Probability of tossing a fair coin with at least $k$ consecutive heads

Question

Tossing a fair coin for $N$ times and we get a result series as $HTHTHHTT\dots~$, Here '$H$' denotes 'head' and '$T$' denotes 'tail' for a specific tossing each time.

What is the probability that the length of the longest streak of consecutive heads is greater than or equal to $k$? (that is we have a $HHHH\dots~$, which is the substring of our tossing result, and whose length is greater than or equal to $k$)

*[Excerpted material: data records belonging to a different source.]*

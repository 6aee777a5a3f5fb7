//! Operating modes

pub mod audit;
pub mod monitor;

pub use audit::{audit, AuditOutcome, AuditReport, EXIT_FAILURE, EXIT_MISMATCH, EXIT_OK};
pub use monitor::{run_monitor, run_propagation};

I came up with a recursive solution (though not quite sure), but cannot find a closed form solution.

Here is my solution.

Denote $P(N,k)$ as the probability for tossing the coin $N$ times, and the longest continuous heads is greater or equal than $k$. Then (For $N>k$)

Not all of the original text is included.